> [What the task requires]: In the records below, find every line that contains "LocalExecutor" and list it.

------ Material for this task

//! Local-shell and dry-run `Executor` implementations (spec §4.4, §9
//! "Polymorphic executor": `remote`, `local`, `dry`).

use crate::executor::{DeleteOpts, ExecError, Executor, RunOpts, SyncOpts, UploadOpts};
use async_trait::async_trait;
use std::path::Path;
use std::sync::Mutex;
use tokio::process::Command as TokioCommand;
use tracing::info;

/// Runs invocations as-is via `tokio::process::Command`, grounded on the
/// teacher's non-SSH branch of `execute_once` in `executor.rs`.
#[derive(Debug, Default)]
pub struct LocalExecutor;

#[async_trait]
impl Executor for LocalExecutor {
    async fn run(&self, invocation: &str, _opts: RunOpts) -> Result<Vec<String>, ExecError> {
        info!(invocation = %invocation, "running local command");
        let output = TokioCommand::new("sh").arg("-c").arg(invocation).output().await?;
        let stdout = String::from_utf8_lossy(&output.stdout);
        let stderr = String::from_utf8_lossy(&output.stderr);
        if !output.status.success() {
            return Err(ExecError::NonZeroExit(format!(
                "{}: {}",
                output.status.code().unwrap_or(-1),
                stderr.trim()
            )));
        }
        Ok(stdout.lines().map(|s| s.to_string()).collect())
    }

    async fn upload(&self, local: &Path, remote: &str, opts: UploadOpts) -> Result<(), ExecError> {
        if opts.mkdir {
            if let Some(parent) = Path::new(remote).parent() {
                tokio::fs::create_dir_all(parent).await?;
            }
        }
        if !opts.force && tokio::fs::metadata(remote).await.is_ok() {
            return Err(ExecError::Transport(format!("{remote} already exists")));
        }
        tokio::fs::copy(local, remote).await?;
        Ok(())
    }

    async fn sync(&self, local: &str, remote: &str, opts: SyncOpts) -> Result<Vec<String>, ExecError> {
        let mut cmd = TokioCommand::new("rsync");
        cmd.arg("-a");
        if opts.delete {
            cmd.arg("--delete");
        }
        for pattern in &opts.exclude {
            cmd.arg(format!("--exclude={pattern}"));
        }
        cmd.arg(local).arg(remote);
        let output = cmd.output().await?;
        if !output.status.success() {
            return Err(ExecError::NonZeroExit(String::from_utf8_lossy(&output.stderr).into_owned()));
        }
        Ok(String::from_utf8_lossy(&output.stdout).lines().map(|s| s.to_string()).collect())
    }

    async fn delete(&self, path: &str, opts: DeleteOpts) -> Result<(), ExecError> {
        if opts.recursive {
            tokio::fs::remove_dir_all(path).await.or_else(|e| {
                if e.kind() == std::io::ErrorKind::NotFound {
                    Ok(())
                } else {
                    Err(e)
                }
            })?;
        } else {
            tokio::fs::remove_file(path).await.or_else(|e| {
                if e.kind() == std::io::ErrorKind::NotFound {
                    Ok(())
                } else {
                    Err(e)
                }
            })?;
        }
        Ok(())
    }

    async fn close(&self) {}
}

/// Records what it would have run and returns canned success (spec §5
/// "dry-run"); used when the caller passes `--dry-run`.
#[derive(Debug, Default)]
pub struct DryExecutor {
    pub log: Mutex<Vec<String>>,
}

#[async_trait]
impl Executor for DryExecutor {
    async fn run(&self, invocation: &str, _opts: RunOpts) -> Result<Vec<String>, ExecError> {
        info!(invocation = %invocation, "dry-run: would execute");
        self.log.lock().unwrap().push(format!("run: {invocation}"));
        Ok(vec![])
    }

    async fn upload(&self, local: &Path, remote: &str, _opts: UploadOpts) -> Result<(), ExecError> {
        self.log
            .lock()
            .unwrap()
            .push(format!("upload: {} -> {remote}", local.display()));
        Ok(())
    }

    async fn sync(&self, local: &str, remote: &str, _opts: SyncOpts) -> Result<Vec<String>, ExecError> {
        self.log.lock().unwrap().push(format!("sync: {local} -> {remote}"));
        Ok(vec![])
    }

    async fn delete(&self, path: &str, _opts: DeleteOpts) -> Result<(), ExecError> {
        self.log.lock().unwrap().push(format!("delete: {path}"));
        Ok(())
    }

    async fn close(&self) {}
}

#[cfg(test)]
mod tests {
    use super::*;

    #[tokio::test]
    async fn local_executor_captures_stdout() {
        let exec = LocalExecutor;
        let lines = exec.run("echo hello", RunOpts::default()).await.unwrap();
        assert_eq!(lines, vec!["hello".to_string()]);
    }

    #[tokio::test]
    async fn local_executor_reports_non_zero_exit() {
        let exec = LocalExecutor;
        let err = exec.run("exit 3", RunOpts::default()).await.unwrap_err();
        assert!(matches!(err, ExecError::NonZeroExit(_)));
    }

    #[tokio::test]
    async fn dry_executor_never_touches_disk() {
        let exec = DryExecutor::default();
        exec.run("rm -rf /", RunOpts::default()).await.unwrap();
        assert_eq!(exec.log.lock().unwrap().len(), 1);
    }
}
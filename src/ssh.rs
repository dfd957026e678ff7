//! Remote SSH `Executor` implementation (spec §4.4, §6).
//!
//! Grounded directly on the teacher's `ssh.rs` (`SessionCache`,
//! `get_session`, SFTP upload/download), extended with `sync`/`delete`/
//! recursive-directory operations this spec's `Executor` capability set
//! requires that the teacher's single-file-transfer module did not.

use crate::executor::{DeleteOpts, ExecError, Executor, RunOpts, SyncOpts, UploadOpts};
use async_trait::async_trait;
use openssh::{KnownHosts, Session, SessionBuilder};
use openssh_sftp_client::Sftp;
use spot_ast::Destination;
use std::path::Path;
use tokio::io::AsyncWriteExt;
use tokio::process::Command as TokioCommand;
use tracing::info;

/// One `Executor` bound to a single already-connected host (spec §4.5
/// step 4: "open a remote session via `Connector.Connect`").
pub struct RemoteExecutor {
    session: Session,
    destination: Destination,
}

impl RemoteExecutor {
    pub async fn connect(destination: &Destination, identity: Option<&str>) -> Result<Self, openssh::Error> {
        info!(host = %destination.host, user = ?destination.user, "establishing SSH connection");

        let mut builder = SessionBuilder::default();
        builder.known_hosts_check(KnownHosts::Accept);
        builder.port(destination.effective_port());

        if let Some(identity) = identity {
            let path = if let Some(rest) = identity.strip_prefix('~') {
                match dirs::home_dir() {
                    Some(home) => format!("{}{}", home.to_string_lossy(), rest),
                    None => identity.to_string(),
                }
            } else {
                identity.to_string()
            };
            builder.keyfile(&path);
        }

        if let Some(proxy) = &destination.proxy_command {
            builder.proxy_command(proxy);
        }

        let address = match &destination.user {
            Some(user) => format!("{user}@{}", destination.host),
            None => destination.host.clone(),
        };

        let session = builder.connect(&address).await?;
        Ok(RemoteExecutor {
            session,
            destination: destination.clone(),
        })
    }
}

#[async_trait]
impl Executor for RemoteExecutor {
    async fn run(&self, invocation: &str, _opts: RunOpts) -> Result<Vec<String>, ExecError> {
        info!(host = %self.destination.host, invocation = %invocation, "executing remote command");
        let output = self
            .session
            .command("sh")
            .arg("-c")
            .arg(invocation)
            .output()
            .await
            .map_err(|e| ExecError::Transport(e.to_string()))?;

        if !output.status.success() {
            let stderr = String::from_utf8_lossy(&output.stderr);
            return Err(ExecError::NonZeroExit(format!(
                "{}: {}",
                output.status.code().unwrap_or(-1),
                stderr.trim()
            )));
        }
        let stdout = String::from_utf8_lossy(&output.stdout);
        Ok(stdout.lines().map(|s| s.to_string()).collect())
    }

    async fn upload(&self, local: &Path, remote: &str, opts: UploadOpts) -> Result<(), ExecError> {
        if opts.mkdir {
            if let Some(parent) = Path::new(remote).parent() {
                self.run(&format!("mkdir -p {}", parent.display()), RunOpts::default()).await?;
            }
        }
        if !opts.force {
            let exists = self.run(&format!("test -e {remote}"), RunOpts::default()).await.is_ok();
            if exists {
                return Err(ExecError::Transport(format!("{remote} already exists")));
            }
        }

        let contents = bytes::Bytes::from(tokio::fs::read(local).await?);
        let sftp = Sftp::from_clonable_session(&self.session, Default::default())
            .await
            .map_err(|e| ExecError::Transport(e.to_string()))?;
        let mut remote_file = sftp.create(remote).await.map_err(|e| ExecError::Transport(e.to_string()))?;
        remote_file.write_all(&contents).await?;
        remote_file.close().await.map_err(|e| ExecError::Transport(e.to_string()))?;
        sftp.close().await.map_err(|e| ExecError::Transport(e.to_string()))?;
        Ok(())
    }

    async fn sync(&self, local: &str, remote: &str, opts: SyncOpts) -> Result<Vec<String>, ExecError> {
        let dest_spec = match &self.destination.user {
            Some(user) => format!("{user}@{}:{remote}", self.destination.host),
            None => format!("{}:{remote}", self.destination.host),
        };
        let ssh_arg = format!("ssh -p {}", self.destination.effective_port());

        let mut cmd = TokioCommand::new("rsync");
        cmd.arg("-a").arg("-e").arg(ssh_arg);
        if opts.delete {
            cmd.arg("--delete");
        }
        if !opts.force {
            cmd.arg("--ignore-existing");
        }
        for pattern in &opts.exclude {
            cmd.arg(format!("--exclude={pattern}"));
        }
        cmd.arg(local).arg(&dest_spec);

        let output = cmd.output().await?;
        if !output.status.success() {
            return Err(ExecError::NonZeroExit(String::from_utf8_lossy(&output.stderr).into_owned()));
        }
        Ok(String::from_utf8_lossy(&output.stdout).lines().map(|s| s.to_string()).collect())
    }

    async fn delete(&self, path: &str, opts: DeleteOpts) -> Result<(), ExecError> {
        let script = if opts.recursive {
            format!("rm -rf {path}")
        } else {
            format!("rm -f {path}")
        };
        self.run(&script, RunOpts::default()).await?;
        Ok(())
    }

    async fn close(&self) {
        info!(host = %self.destination.host, "closing SSH connection");
    }
}
//! Target preview (spec §4.6): resolve a list of symbolic targets to
//! destinations and render them, either as JSON or through a caller-supplied
//! text template. Shares `resolver::resolve` so preview output matches
//! actual execution exactly.

use crate::resolver::{self, ResolveError};
use serde::Serialize;
use spot_ast::{Destination, InventoryData, Overrides, Playbook};
use thiserror::Error;

#[derive(Debug, Error)]
pub enum GenError {
    #[error(transparent)]
    Resolve(#[from] ResolveError),
    #[error("failed to encode destinations as JSON: {0}")]
    Json(#[from] serde_json::Error),
}

#[derive(Debug, Serialize)]
struct PreviewEntry {
    name: String,
    host: String,
    port: u16,
    user: Option<String>,
}

/// Resolve every name in `targets` and render the combined, order-preserving
/// destination list. With no `template`, produces pretty JSON; otherwise
/// applies the template once per destination, joined by newlines, with
/// `{{host}}`, `{{port}}`, `{{user}}`, `{{name}}` placeholders.
pub fn preview(
    playbook: &Playbook,
    inventory: Option<&InventoryData>,
    overrides: &Overrides,
    targets: &[String],
    template: Option<&str>,
) -> Result<String, GenError> {
    let mut entries = Vec::new();
    for name in targets {
        let resolved = resolver::resolve(playbook, inventory, overrides, None, name)?;
        entries.extend(resolved.into_iter().map(|d| (name.clone(), d)));
    }

    match template {
        Some(tpl) => Ok(entries
            .iter()
            .map(|(name, d)| render_entry_template(tpl, name, d))
            .collect::<Vec<_>>()
            .join("\n")),
        None => {
            let preview: Vec<PreviewEntry> = entries
                .into_iter()
                .map(|(name, d)| PreviewEntry {
                    name,
                    host: d.host,
                    port: d.effective_port(),
                    user: d.user,
                })
                .collect();
            Ok(serde_json::to_string_pretty(&preview)?)
        }
    }
}

fn render_entry_template(template: &str, name: &str, dest: &Destination) -> String {
    template
        .replace("{{name}}", name)
        .replace("{{host}}", &dest.host)
        .replace("{{port}}", &dest.effective_port().to_string())
        .replace("{{user}}", dest.user.as_deref().unwrap_or(""))
}
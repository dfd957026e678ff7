//! The `SecretsProvider` collaborator (spec §6): a narrow, synchronous
//! `Get(key) -> (value, err)` contract. Backends (env, vault, cloud) live
//! outside this crate; only the trait object travels with a `Playbook`.

use std::fmt;

#[derive(Debug, Clone)]
pub struct SecretsError(pub String);

impl fmt::Display for SecretsError {
    fn fmt(&self, f: &mut fmt::Formatter<'_>) -> fmt::Result {
        write!(f, "{}", self.0)
    }
}

impl std::error::Error for SecretsError {}

/// External secrets collaborator. Implementations are expected to be cheap
/// to call repeatedly; the loader calls `get` once per distinct declared key.
pub trait SecretsProvider: Send + Sync {
    fn get(&self, key: &str) -> Result<String, SecretsError>;
}
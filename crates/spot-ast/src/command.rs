//! Command sum type (spec §3, §9 "Command sum type").
//!
//! The playbook file represents a command as one record with several
//! mutually-exclusive optional action fields (`script`, `copy`, `sync`, ...)
//! and a runtime "exactly one set" check. We deserialize into that raw shape
//! (so the file format in §6 is unchanged) but convert immediately into a
//! tagged `Action` enum, so every call site after loading matches on a
//! total, already-validated variant instead of re-checking optionality.

use serde::{Deserialize, Serialize};
use std::collections::HashMap;
use std::time::Duration;

#[derive(Debug, Clone, PartialEq, Eq, Default, Serialize, Deserialize)]
#[serde(default, deny_unknown_fields)]
pub struct CopySpec {
    pub src: String,
    pub dst: String,
    #[serde(default)]
    pub mkdir: bool,
    #[serde(default)]
    pub force: bool,
    #[serde(default)]
    pub chmod_x: bool,
    #[serde(default)]
    pub exclude: Vec<String>,
}

#[derive(Debug, Clone, PartialEq, Eq, Default, Serialize, Deserialize)]
#[serde(default, deny_unknown_fields)]
pub struct SyncSpec {
    pub src: String,
    pub dst: String,
    #[serde(default)]
    pub delete: bool,
    #[serde(default)]
    pub exclude: Vec<String>,
    #[serde(default)]
    pub force: bool,
}

#[derive(Debug, Clone, PartialEq, Eq, Default, Serialize, Deserialize)]
#[serde(default, deny_unknown_fields)]
pub struct DeleteSpec {
    pub path: String,
    #[serde(alias = "recur", default)]
    pub recursive: bool,
}

#[derive(Debug, Clone, PartialEq, Eq, Default, Serialize, Deserialize)]
#[serde(default, deny_unknown_fields)]
pub struct WaitSpec {
    pub cmd: String,
    #[serde(default, with = "humantime_serde::option")]
    pub timeout: Option<Duration>,
    #[serde(default, with = "humantime_serde::option")]
    pub interval: Option<Duration>,
}

impl WaitSpec {
    pub fn effective_timeout(&self) -> Duration {
        self.timeout.unwrap_or(Duration::from_secs(24 * 3600))
    }

    pub fn effective_interval(&self) -> Duration {
        self.interval.unwrap_or(Duration::from_secs(5))
    }
}

#[derive(Debug, Clone, PartialEq, Eq, Default, Serialize, Deserialize)]
#[serde(default, deny_unknown_fields)]
pub struct LineSpec {
    pub file: String,
    #[serde(rename = "match", default)]
    pub match_: Option<String>,
    #[serde(default)]
    pub replace: Option<String>,
    #[serde(default)]
    pub delete: bool,
    #[serde(default)]
    pub append: Option<String>,
    #[serde(default)]
    pub anchor: Option<String>,
}

/// Tagged action variant. Exactly one of the raw file's action fields
/// produced this -- see `CommandRaw::try_into_action`.
#[derive(Debug, Clone, PartialEq, Serialize)]
pub enum Action {
    Script(String),
    Copy(CopySpec),
    Mcopy(Vec<CopySpec>),
    Sync(SyncSpec),
    Msync(Vec<SyncSpec>),
    Delete(DeleteSpec),
    Mdelete(Vec<DeleteSpec>),
    Wait(WaitSpec),
    Echo(String),
    Line(LineSpec),
}

impl Action {
    pub fn kind(&self) -> &'static str {
        match self {
            Action::Script(_) => "script",
            Action::Copy(_) => "copy",
            Action::Mcopy(_) => "mcopy",
            Action::Sync(_) => "sync",
            Action::Msync(_) => "msync",
            Action::Delete(_) => "delete",
            Action::Mdelete(_) => "mdelete",
            Action::Wait(_) => "wait",
            Action::Echo(_) => "echo",
            Action::Line(_) => "line",
        }
    }

    /// `register` is only meaningful for scripts (spec §3).
    pub fn supports_register(&self) -> bool {
        matches!(self, Action::Script(_))
    }
}

#[derive(Debug, Clone, PartialEq, Eq, Default, Serialize, Deserialize)]
#[serde(default, deny_unknown_fields)]
pub struct CmdOptions {
    #[serde(default)]
    pub ignore_errors: bool,
    #[serde(default)]
    pub no_auto: bool,
    #[serde(default)]
    pub local: bool,
    #[serde(default)]
    pub sudo: bool,
    #[serde(default)]
    pub sudo_password: Option<String>,
    #[serde(default)]
    pub secrets: Vec<String>,
    #[serde(default)]
    pub only_on: Vec<String>,
}

impl CmdOptions {
    /// Merge a task-level default into a command's own options per §3:
    /// "secrets and only_on lists append; boolean flags override only when
    /// true". `self` is the command's own options; `task_default` is the
    /// task's `options` block.
    pub fn merge_task_default(&mut self, task_default: &CmdOptions) {
        let mut secrets = task_default.secrets.clone();
        secrets.extend(self.secrets.iter().cloned());
        self.secrets = secrets;

        let mut only_on = task_default.only_on.clone();
        only_on.extend(self.only_on.iter().cloned());
        self.only_on = only_on;

        self.ignore_errors = self.ignore_errors || task_default.ignore_errors;
        self.no_auto = self.no_auto || task_default.no_auto;
        self.local = self.local || task_default.local;
        self.sudo = self.sudo || task_default.sudo;
        if self.sudo_password.is_none() {
            self.sudo_password = task_default.sudo_password.clone();
        }
    }
}

/// Raw, file-shaped representation: one optional field per action, plus the
/// shared envelope fields. Deserializing into this (rather than `Command`
/// directly) keeps `deny_unknown_fields` strict-YAML behavior (§6) while
/// still producing a tagged `Action` by construction.
#[derive(Debug, Clone, Default, Deserialize)]
#[serde(default, deny_unknown_fields)]
struct CommandRaw {
    name: Option<String>,
    script: Option<String>,
    copy: Option<CopySpec>,
    mcopy: Option<Vec<CopySpec>>,
    sync: Option<SyncSpec>,
    msync: Option<Vec<SyncSpec>>,
    delete: Option<DeleteSpec>,
    mdelete: Option<Vec<DeleteSpec>>,
    wait: Option<WaitSpec>,
    echo: Option<String>,
    line: Option<LineSpec>,
    environment: HashMap<String, String>,
    condition: Option<String>,
    register: Vec<String>,
    on_exit: Option<String>,
    options: CmdOptions,
}

#[derive(Debug, Clone)]
pub struct CommandValidationError(pub String);

impl std::fmt::Display for CommandValidationError {
    fn fmt(&self, f: &mut std::fmt::Formatter<'_>) -> std::fmt::Result {
        write!(f, "{}", self.0)
    }
}
impl std::error::Error for CommandValidationError {}

impl TryFrom<CommandRaw> for Action {
    type Error = CommandValidationError;

    fn try_from(raw: CommandRaw) -> Result<Self, Self::Error> {
        let mut set = Vec::new();
        if let Some(v) = raw.script.clone() {
            set.push(Action::Script(v));
        }
        if let Some(v) = raw.copy.clone() {
            set.push(Action::Copy(v));
        }
        if let Some(v) = raw.mcopy.clone() {
            set.push(Action::Mcopy(v));
        }
        if let Some(v) = raw.sync.clone() {
            set.push(Action::Sync(v));
        }
        if let Some(v) = raw.msync.clone() {
            set.push(Action::Msync(v));
        }
        if let Some(v) = raw.delete.clone() {
            set.push(Action::Delete(v));
        }
        if let Some(v) = raw.mdelete.clone() {
            set.push(Action::Mdelete(v));
        }
        if let Some(v) = raw.wait.clone() {
            set.push(Action::Wait(v));
        }
        if let Some(v) = raw.echo.clone() {
            set.push(Action::Echo(v));
        }
        if let Some(v) = raw.line.clone() {
            if v.match_.is_none() && v.append.is_none() {
                return Err(CommandValidationError(
                    "line command has neither match nor append set (zero-action line)".into(),
                ));
            }
            set.push(Action::Line(v));
        }

        match set.len() {
            1 => Ok(set.into_iter().next().unwrap()),
            0 => Err(CommandValidationError(
                "command has no action set (expected exactly one of: script, copy, mcopy, sync, msync, delete, mdelete, wait, echo, line)".into(),
            )),
            n => Err(CommandValidationError(format!(
                "command has {n} action fields set, expected exactly one"
            ))),
        }
    }
}

/// One command: the shared envelope plus a tagged `Action`.
#[derive(Debug, Clone)]
pub struct Command {
    pub name: Option<String>,
    pub action: Action,
    pub environment: HashMap<String, String>,
    pub condition: Option<String>,
    pub register: Vec<String>,
    pub on_exit: Option<String>,
    pub options: CmdOptions,
    /// Resolved SSH shell, injected by the loader (§4.1 step 7) so a
    /// prepared command is self-contained.
    pub ssh_shell: Option<String>,
    /// Resolved local shell, injected by the loader.
    pub local_shell: Option<String>,
    /// Resolved secret values for this command's declared `options.secrets`
    /// keys, injected by the loader (§4.1 step 8).
    pub secrets: HashMap<String, String>,
}

impl Command {
    pub fn display_name(&self) -> &str {
        self.name.as_deref().unwrap_or(self.action.kind())
    }
}

impl<'de> Deserialize<'de> for Command {
    fn deserialize<D>(deserializer: D) -> Result<Self, D::Error>
    where
        D: serde::Deserializer<'de>,
    {
        let raw = CommandRaw::deserialize(deserializer)?;
        let name = raw.name.clone();
        let environment = raw.environment.clone();
        let condition = raw.condition.clone();
        let register = raw.register.clone();
        let on_exit = raw.on_exit.clone();
        let options = raw.options.clone();
        let action = Action::try_from(raw).map_err(serde::de::Error::custom)?;

        if !register.is_empty() && !action.supports_register() {
            return Err(serde::de::Error::custom(
                "register is only allowed on script commands",
            ));
        }

        Ok(Command {
            name,
            action,
            environment,
            condition,
            register,
            on_exit,
            options,
            ssh_shell: None,
            local_shell: None,
            secrets: HashMap::new(),
        })
    }
}

impl Serialize for Command {
    fn serialize<S>(&self, serializer: S) -> Result<S::Ok, S::Error>
    where
        S: serde::Serializer,
    {
        use serde::ser::SerializeStruct;
        let mut st = serializer.serialize_struct("Command", 6)?;
        st.serialize_field("name", &self.name)?;
        st.serialize_field("kind", self.action.kind())?;
        st.serialize_field("environment", &self.environment)?;
        st.serialize_field("condition", &self.condition)?;
        st.serialize_field("register", &self.register)?;
        st.serialize_field("on_exit", &self.on_exit)?;
        st.end()
    }
}

#[cfg(test)]
mod tests {
    use super::*;

    #[test]
    fn exactly_one_action_required() {
        let yaml = "name: nope\n";
        let err = serde_yaml::from_str::<Command>(yaml).unwrap_err();
        assert!(err.to_string().contains("no action set"));
    }

    #[test]
    fn two_actions_rejected() {
        let yaml = "script: echo hi\necho: hi\n";
        let err = serde_yaml::from_str::<Command>(yaml).unwrap_err();
        assert!(err.to_string().contains("2 action fields"));
    }

    #[test]
    fn line_requires_match_or_append() {
        let yaml = "line: {file: /etc/hosts}\n";
        let err = serde_yaml::from_str::<Command>(yaml).unwrap_err();
        assert!(err.to_string().contains("zero-action"));
    }

    #[test]
    fn register_requires_script() {
        let yaml = "echo: hi\nregister: [FOO]\n";
        let err = serde_yaml::from_str::<Command>(yaml).unwrap_err();
        assert!(err.to_string().contains("register"));
    }

    #[test]
    fn single_script_parses() {
        let yaml = "name: greet\nscript: echo hi\n";
        let cmd: Command = serde_yaml::from_str(yaml).unwrap();
        assert_eq!(cmd.name.as_deref(), Some("greet"));
        assert_eq!(cmd.action, Action::Script("echo hi".to_string()));
    }

    #[test]
    fn delete_recur_alias() {
        let yaml = "delete: {path: /tmp/x, recur: true}\n";
        let cmd: Command = serde_yaml::from_str(yaml).unwrap();
        match cmd.action {
            Action::Delete(d) => {
                assert_eq!(d.path, "/tmp/x");
                assert!(d.recursive);
            }
            _ => panic!("expected delete"),
        }
    }

    #[test]
    fn options_merge_booleans_override_only_when_true() {
        let mut cmd_opts = CmdOptions {
            ignore_errors: false,
            ..Default::default()
        };
        let task_opts = CmdOptions {
            ignore_errors: true,
            secrets: vec!["a".into()],
            only_on: vec!["h1".into()],
            ..Default::default()
        };
        cmd_opts.secrets = vec!["b".into()];
        cmd_opts.merge_task_default(&task_opts);
        assert!(cmd_opts.ignore_errors);
        assert_eq!(cmd_opts.secrets, vec!["a".to_string(), "b".to_string()]);
        assert_eq!(cmd_opts.only_on, vec!["h1".to_string()]);
    }
}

------------

> [Solution for this task]:
pub struct LocalExecutor;
impl Executor for LocalExecutor {
        let exec = LocalExecutor;
        let exec = LocalExecutor;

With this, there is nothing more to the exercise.